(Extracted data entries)
= Beginning of Section =

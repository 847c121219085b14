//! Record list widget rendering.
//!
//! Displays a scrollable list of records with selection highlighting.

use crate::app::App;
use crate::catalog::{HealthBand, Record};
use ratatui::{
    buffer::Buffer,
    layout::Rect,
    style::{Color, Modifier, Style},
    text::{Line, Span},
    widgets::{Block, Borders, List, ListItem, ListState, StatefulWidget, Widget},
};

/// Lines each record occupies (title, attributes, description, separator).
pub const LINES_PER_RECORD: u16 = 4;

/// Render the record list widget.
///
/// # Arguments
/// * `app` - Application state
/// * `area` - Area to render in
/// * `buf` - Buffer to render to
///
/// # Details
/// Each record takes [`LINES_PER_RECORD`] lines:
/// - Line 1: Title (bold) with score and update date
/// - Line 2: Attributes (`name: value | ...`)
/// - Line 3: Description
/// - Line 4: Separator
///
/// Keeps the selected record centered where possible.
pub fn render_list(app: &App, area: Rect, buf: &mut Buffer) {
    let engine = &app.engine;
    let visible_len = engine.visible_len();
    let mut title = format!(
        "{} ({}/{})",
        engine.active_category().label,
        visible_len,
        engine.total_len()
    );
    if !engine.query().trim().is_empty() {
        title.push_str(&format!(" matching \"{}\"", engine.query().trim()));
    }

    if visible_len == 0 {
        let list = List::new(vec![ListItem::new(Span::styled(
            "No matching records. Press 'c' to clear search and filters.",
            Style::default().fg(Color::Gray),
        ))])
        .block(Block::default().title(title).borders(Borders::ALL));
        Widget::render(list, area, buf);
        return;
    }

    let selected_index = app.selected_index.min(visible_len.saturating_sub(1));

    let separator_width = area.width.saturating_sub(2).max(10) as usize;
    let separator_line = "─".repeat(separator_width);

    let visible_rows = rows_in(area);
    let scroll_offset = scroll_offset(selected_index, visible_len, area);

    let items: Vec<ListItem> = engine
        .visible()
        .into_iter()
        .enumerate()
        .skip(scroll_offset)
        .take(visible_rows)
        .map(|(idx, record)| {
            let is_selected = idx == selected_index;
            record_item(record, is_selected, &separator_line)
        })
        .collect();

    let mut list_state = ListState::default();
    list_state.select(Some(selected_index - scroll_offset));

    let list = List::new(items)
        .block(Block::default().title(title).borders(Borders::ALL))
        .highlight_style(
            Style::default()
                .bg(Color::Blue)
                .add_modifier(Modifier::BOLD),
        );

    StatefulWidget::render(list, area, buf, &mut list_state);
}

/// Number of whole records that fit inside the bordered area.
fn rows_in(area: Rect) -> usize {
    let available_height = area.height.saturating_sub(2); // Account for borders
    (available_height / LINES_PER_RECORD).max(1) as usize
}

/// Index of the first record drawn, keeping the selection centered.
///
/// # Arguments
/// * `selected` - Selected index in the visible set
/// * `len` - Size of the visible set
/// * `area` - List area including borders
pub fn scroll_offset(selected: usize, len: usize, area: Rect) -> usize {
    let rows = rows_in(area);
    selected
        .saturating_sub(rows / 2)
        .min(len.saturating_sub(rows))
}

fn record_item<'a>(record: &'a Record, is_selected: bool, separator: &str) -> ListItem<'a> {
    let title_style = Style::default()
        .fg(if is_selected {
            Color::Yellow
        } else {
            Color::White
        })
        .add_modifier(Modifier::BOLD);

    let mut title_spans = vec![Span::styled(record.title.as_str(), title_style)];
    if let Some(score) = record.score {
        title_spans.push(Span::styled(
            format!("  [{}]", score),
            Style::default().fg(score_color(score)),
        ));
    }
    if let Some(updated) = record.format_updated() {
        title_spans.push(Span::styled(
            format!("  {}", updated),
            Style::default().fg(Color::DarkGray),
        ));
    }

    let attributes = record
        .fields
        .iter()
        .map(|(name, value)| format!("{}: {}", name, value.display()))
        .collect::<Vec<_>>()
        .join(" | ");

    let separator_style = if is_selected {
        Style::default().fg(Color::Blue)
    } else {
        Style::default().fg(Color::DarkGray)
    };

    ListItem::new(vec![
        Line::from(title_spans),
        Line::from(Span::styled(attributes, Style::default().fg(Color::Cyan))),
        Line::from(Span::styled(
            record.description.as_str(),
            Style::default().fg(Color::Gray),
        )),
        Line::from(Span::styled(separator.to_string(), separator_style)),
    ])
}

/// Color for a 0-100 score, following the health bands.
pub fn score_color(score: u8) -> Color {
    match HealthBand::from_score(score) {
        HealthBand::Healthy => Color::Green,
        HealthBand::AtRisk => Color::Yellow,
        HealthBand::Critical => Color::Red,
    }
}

= End of Section =

Assigned task: Print from the line containing "Color::White" to the last line above, exactly as written.

Written solution:
            Color::White
        })
        .add_modifier(Modifier::BOLD);

    let mut title_spans = vec![Span::styled(record.title.as_str(), title_style)];
    if let Some(score) = record.score {
        title_spans.push(Span::styled(
            format!("  [{}]", score),
            Style::default().fg(score_color(score)),
        ));
    }
    if let Some(updated) = record.format_updated() {
        title_spans.push(Span::styled(
            format!("  {}", updated),
            Style::default().fg(Color::DarkGray),
        ));
    }

    let attributes = record
        .fields
        .iter()
        .map(|(name, value)| format!("{}: {}", name, value.display()))
        .collect::<Vec<_>>()
        .join(" | ");

    let separator_style = if is_selected {
        Style::default().fg(Color::Blue)
    } else {
        Style::default().fg(Color::DarkGray)
    };

    ListItem::new(vec![
        Line::from(title_spans),
        Line::from(Span::styled(attributes, Style::default().fg(Color::Cyan))),
        Line::from(Span::styled(
            record.description.as_str(),
            Style::default().fg(Color::Gray),
        )),
        Line::from(Span::styled(separator.to_string(), separator_style)),
    ])
}

/// Color for a 0-100 score, following the health bands.
pub fn score_color(score: u8) -> Color {
    match HealthBand::from_score(score) {
        HealthBand::Healthy => Color::Green,
        HealthBand::AtRisk => Color::Yellow,
        HealthBand::Critical => Color::Red,
    }
}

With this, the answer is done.